**TASK DIRECTIONS:**
Scan the data, and whenever a line contains "reqwest", copy it.

**SUPPLIED MATERIAL:**
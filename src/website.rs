//! Website fetching and analysis.
//!
//! `WebFetcher` pulls a page's title, meta description and opening
//! paragraphs. `WebsiteAnalyzer` turns that into a `WebsiteData` payload and,
//! through the model, a marketing report. Nothing here returns an error to
//! the caller: failures become Arabic messages in the payload or report.

use std::sync::Arc;
use std::sync::LazyLock;
use std::time::Duration;

use async_trait::async_trait;
use reqwest::Client;
use scraper::{Html, Selector};
use serde::Serialize;

use crate::error::{FetchError, LlmError};
use crate::llm::{CompletionRequest, LlmProvider};
use crate::onboarding::model::{Profile, WebsiteAnalysis};
use crate::onboarding::prompts::{self, PageDigest};

const FETCH_TIMEOUT: Duration = Duration::from_secs(60);
const USER_AGENT: &str = "Mozilla/5.0";
const PREVIEW_CHARS: usize = 300;
const PARAGRAPH_LIMIT: usize = 2;

const NO_TITLE: &str = "No title found";
const NO_DESCRIPTION: &str = "No description found";
const NO_CONTENT: &str = "Could not extract content";

static TITLE: LazyLock<Selector> =
    LazyLock::new(|| Selector::parse("title").expect("hardcoded selector must parse"));

static NAMED_META: LazyLock<Selector> =
    LazyLock::new(|| Selector::parse("meta[name]").expect("hardcoded selector must parse"));

static PARAGRAPH: LazyLock<Selector> =
    LazyLock::new(|| Selector::parse("p").expect("hardcoded selector must parse"));

/// What a fetch pulled out of a page. `None` means the page didn't have it.
#[derive(Debug, Clone, Default, PartialEq, Eq)]
pub struct FetchedPage {
    pub url: String,
    pub title: Option<String>,
    pub description: Option<String>,
    /// Text of the opening paragraphs, space-joined.
    pub content: Option<String>,
}

/// Fetches and parses a web page.
#[async_trait]
pub trait WebFetcher: Send + Sync {
    async fn fetch(&self, url: &str) -> Result<FetchedPage, FetchError>;
}

/// `WebFetcher` over reqwest. Certificate errors are ignored.
pub struct HttpFetcher {
    client: Client,
}

impl HttpFetcher {
    pub fn new() -> Result<Self, FetchError> {
        let client = Client::builder()
            .timeout(FETCH_TIMEOUT)
            .user_agent(USER_AGENT)
            .danger_accept_invalid_certs(true)
            .build()
            .map_err(|e| FetchError::Request {
                url: String::new(),
                reason: format!("Failed to build reqwest client: {e}"),
            })?;
        Ok(Self { client })
    }
}

#[async_trait]
impl WebFetcher for HttpFetcher {
    async fn fetch(&self, url: &str) -> Result<FetchedPage, FetchError> {
        tracing::debug!(url, "Fetching website");

        let response = self
            .client
            .get(url)
            .send()
            .await
            .and_then(|r| r.error_for_status())
            .map_err(|e| request_error(url, e))?;

        let html = response.text().await.map_err(|e| {
            if e.is_timeout() {
                FetchError::Timeout {
                    url: url.to_string(),
                }
            } else {
                FetchError::Parse {
                    url: url.to_string(),
                    reason: e.to_string(),
                }
            }
        })?;

        Ok(parse_page(url, &html))
    }
}

fn request_error(url: &str, e: reqwest::Error) -> FetchError {
    if e.is_timeout() {
        FetchError::Timeout {
            url: url.to_string(),
        }
    } else {
        FetchError::Request {
            url: url.to_string(),
            reason: e.to_string(),
        }
    }
}

/// Extract title, meta description and the first paragraphs from HTML.
///
/// Comments and `<script>` bodies are not elements, so they never count as
/// paragraphs. Entities are decoded by the parser.
pub fn parse_page(url: &str, html: &str) -> FetchedPage {
    let document = Html::parse_document(html);
    FetchedPage {
        url: url.to_string(),
        title: extract_title(&document),
        description: extract_description(&document),
        content: extract_paragraphs(&document, PARAGRAPH_LIMIT),
    }
}

fn extract_title(document: &Html) -> Option<String> {
    let title = document.select(&TITLE).next()?;
    non_empty(collapse_whitespace(&title.text().collect::<String>()))
}

/// `content` of the first `<meta name="description">`, name matched
/// case-insensitively.
fn extract_description(document: &Html) -> Option<String> {
    let meta = document.select(&NAMED_META).find(|meta| {
        meta.value()
            .attr("name")
            .is_some_and(|name| name.trim().eq_ignore_ascii_case("description"))
    })?;
    non_empty(collapse_whitespace(meta.value().attr("content")?))
}

/// Text of the first `limit` `<p>` elements. Empty paragraphs count toward
/// the limit but contribute nothing.
fn extract_paragraphs(document: &Html, limit: usize) -> Option<String> {
    let paragraphs: Vec<String> = document
        .select(&PARAGRAPH)
        .take(limit)
        .map(|p| collapse_whitespace(&p.text().collect::<String>()))
        .filter(|text| !text.is_empty())
        .collect();
    (!paragraphs.is_empty()).then(|| paragraphs.join(" "))
}

fn collapse_whitespace(text: &str) -> String {
    text.split_whitespace().collect::<Vec<_>>().join(" ")
}

fn non_empty(text: String) -> Option<String> {
    (!text.is_empty()).then_some(text)
}

/// Result of looking at a website, as returned to API clients.
#[derive(Debug, Clone, PartialEq, Eq, Serialize)]
#[serde(tag = "status", rename_all = "snake_case")]
pub enum WebsiteData {
    Success {
        url: String,
        domain: String,
        title: String,
        description: String,
        content_preview: String,
    },
    Error {
        url: String,
        error: String,
    },
}

impl WebsiteData {
    pub fn url(&self) -> &str {
        match self {
            Self::Success { url, .. } | Self::Error { url, .. } => url,
        }
    }
}

/// Prefix `https://` when the input has no scheme.
pub fn normalize_url(url: &str) -> String {
    let url = url.trim();
    if url.starts_with("http://") || url.starts_with("https://") {
        url.to_string()
    } else {
        format!("https://{url}")
    }
}

/// Host (and port, if any) of a URL; empty when it doesn't parse.
pub fn domain_of(url: &str) -> String {
    match url::Url::parse(url) {
        Ok(parsed) => match (parsed.host_str(), parsed.port()) {
            (Some(host), Some(port)) => format!("{host}:{port}"),
            (Some(host), None) => host.to_string(),
            (None, _) => String::new(),
        },
        Err(_) => String::new(),
    }
}

/// First `PREVIEW_CHARS` characters, with `...` when cut.
fn preview(content: &str) -> String {
    if content.chars().count() > PREVIEW_CHARS {
        let head: String = content.chars().take(PREVIEW_CHARS).collect();
        format!("{head}...")
    } else {
        content.to_string()
    }
}

/// Arabic message for a fetch failure.
fn fetch_error_message(error: &FetchError) -> String {
    match error {
        FetchError::Timeout { .. } => {
            "الموقع يستغرق وقتاً طويلاً للرد. يرجى المحاولة مرة أخرى.".to_string()
        }
        FetchError::Request { reason, .. } => format!("خطأ في الوصول للموقع: {reason}"),
        FetchError::Parse { reason, .. } => format!("خطأ في تحليل الموقع: {reason}"),
    }
}

/// Fetches websites and writes marketing reports about them.
pub struct WebsiteAnalyzer {
    fetcher: Arc<dyn WebFetcher>,
    llm: Arc<dyn LlmProvider>,
    temperature: f32,
}

impl WebsiteAnalyzer {
    pub fn new(fetcher: Arc<dyn WebFetcher>, llm: Arc<dyn LlmProvider>, temperature: f32) -> Self {
        Self {
            fetcher,
            llm,
            temperature,
        }
    }

    /// Fetch `url` (scheme optional) and describe what was found.
    pub async fn analyze(&self, url: &str) -> WebsiteData {
        let url = normalize_url(url);
        match self.fetcher.fetch(&url).await {
            Ok(page) => {
                let content = page.content.unwrap_or_else(|| NO_CONTENT.to_string());
                WebsiteData::Success {
                    domain: domain_of(&url),
                    title: page.title.unwrap_or_else(|| NO_TITLE.to_string()),
                    description: page.description.unwrap_or_else(|| NO_DESCRIPTION.to_string()),
                    content_preview: preview(&content),
                    url,
                }
            }
            Err(e) => {
                tracing::warn!(url = %url, "Website fetch failed: {}", e);
                WebsiteData::Error {
                    error: fetch_error_message(&e),
                    url,
                }
            }
        }
    }

    /// Report text for API clients. Failures come back as Arabic apologies.
    pub async fn summarize(&self, data: &WebsiteData, profile: Option<&Profile>) -> String {
        match self.summarize_outcome(data, profile).await {
            WebsiteAnalysis::Report(text) | WebsiteAnalysis::Failed(text) => text,
        }
    }

    /// Report as a typed result, for storing on a profile.
    pub async fn summarize_outcome(
        &self,
        data: &WebsiteData,
        profile: Option<&Profile>,
    ) -> WebsiteAnalysis {
        match data {
            WebsiteData::Error { url, error } => {
                WebsiteAnalysis::Failed(prompts::analysis_unavailable(url, error))
            }
            WebsiteData::Success {
                domain,
                title,
                description,
                content_preview,
                ..
            } => {
                let page = PageDigest {
                    domain,
                    title,
                    description,
                    content_preview,
                };
                match self.generate_report(page, profile).await {
                    Ok(report) => WebsiteAnalysis::Report(report),
                    Err(e) => {
                        tracing::warn!(url = data.url(), "Website report generation failed: {}", e);
                        WebsiteAnalysis::Failed(prompts::analysis_failed(&e))
                    }
                }
            }
        }
    }

    async fn generate_report(
        &self,
        page: PageDigest<'_>,
        profile: Option<&Profile>,
    ) -> Result<String, LlmError> {
        let request = CompletionRequest::new(prompts::analysis_messages(page, profile))
            .with_temperature(self.temperature);
        let response = self.llm.complete(request).await?;
        if response.finish_reason.is_cut_short() {
            tracing::warn!(finish_reason = ?response.finish_reason, "Website report was cut short");
        }
        Ok(response.content.trim().to_string())
    }
}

**REPLY TO THE EXERCISE:**
use reqwest::Client;
/// `WebFetcher` over reqwest. Certificate errors are ignored.
                reason: format!("Failed to build reqwest client: {e}"),
fn request_error(url: &str, e: reqwest::Error) -> FetchError {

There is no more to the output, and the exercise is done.